*** Data for analysis ***

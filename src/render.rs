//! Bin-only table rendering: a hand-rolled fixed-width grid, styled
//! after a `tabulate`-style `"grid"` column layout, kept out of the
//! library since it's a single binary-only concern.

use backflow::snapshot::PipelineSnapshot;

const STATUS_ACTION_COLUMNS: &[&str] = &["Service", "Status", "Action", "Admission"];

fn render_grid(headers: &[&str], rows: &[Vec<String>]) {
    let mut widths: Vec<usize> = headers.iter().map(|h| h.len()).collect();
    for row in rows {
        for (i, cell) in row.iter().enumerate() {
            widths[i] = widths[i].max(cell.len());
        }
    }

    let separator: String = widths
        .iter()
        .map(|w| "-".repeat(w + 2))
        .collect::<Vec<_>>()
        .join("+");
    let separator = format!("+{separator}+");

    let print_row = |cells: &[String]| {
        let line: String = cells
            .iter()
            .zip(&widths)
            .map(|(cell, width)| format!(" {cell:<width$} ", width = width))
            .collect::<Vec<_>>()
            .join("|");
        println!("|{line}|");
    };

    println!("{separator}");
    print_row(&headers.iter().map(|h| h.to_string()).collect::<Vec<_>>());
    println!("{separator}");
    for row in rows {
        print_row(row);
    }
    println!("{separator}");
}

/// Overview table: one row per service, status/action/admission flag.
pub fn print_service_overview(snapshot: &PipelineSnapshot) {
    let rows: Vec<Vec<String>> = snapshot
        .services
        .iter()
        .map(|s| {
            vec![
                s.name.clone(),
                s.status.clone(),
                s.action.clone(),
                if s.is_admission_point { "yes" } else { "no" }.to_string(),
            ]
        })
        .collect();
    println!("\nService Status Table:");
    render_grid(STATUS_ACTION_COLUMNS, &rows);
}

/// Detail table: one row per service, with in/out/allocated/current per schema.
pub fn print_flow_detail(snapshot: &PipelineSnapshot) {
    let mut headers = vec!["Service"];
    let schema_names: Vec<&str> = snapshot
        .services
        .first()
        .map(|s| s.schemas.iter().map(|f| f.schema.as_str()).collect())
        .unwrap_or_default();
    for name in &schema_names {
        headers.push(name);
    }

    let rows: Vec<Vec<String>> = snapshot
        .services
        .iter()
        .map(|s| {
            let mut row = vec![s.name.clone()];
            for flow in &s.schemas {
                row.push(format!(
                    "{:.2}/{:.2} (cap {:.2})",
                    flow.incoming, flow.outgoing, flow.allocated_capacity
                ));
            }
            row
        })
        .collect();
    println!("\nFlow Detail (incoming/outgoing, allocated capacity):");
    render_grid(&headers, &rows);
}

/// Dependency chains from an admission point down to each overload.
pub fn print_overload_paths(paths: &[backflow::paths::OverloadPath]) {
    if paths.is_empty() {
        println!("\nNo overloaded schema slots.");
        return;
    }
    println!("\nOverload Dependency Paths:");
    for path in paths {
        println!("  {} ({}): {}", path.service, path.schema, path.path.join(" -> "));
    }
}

*** End of Data for analysis ***

Return all lines in the entries above that carry the word "format".

    let separator = format!("+{separator}+");
            .map(|(cell, width)| format!(" {cell:<width$} ", width = width))
                row.push(format!(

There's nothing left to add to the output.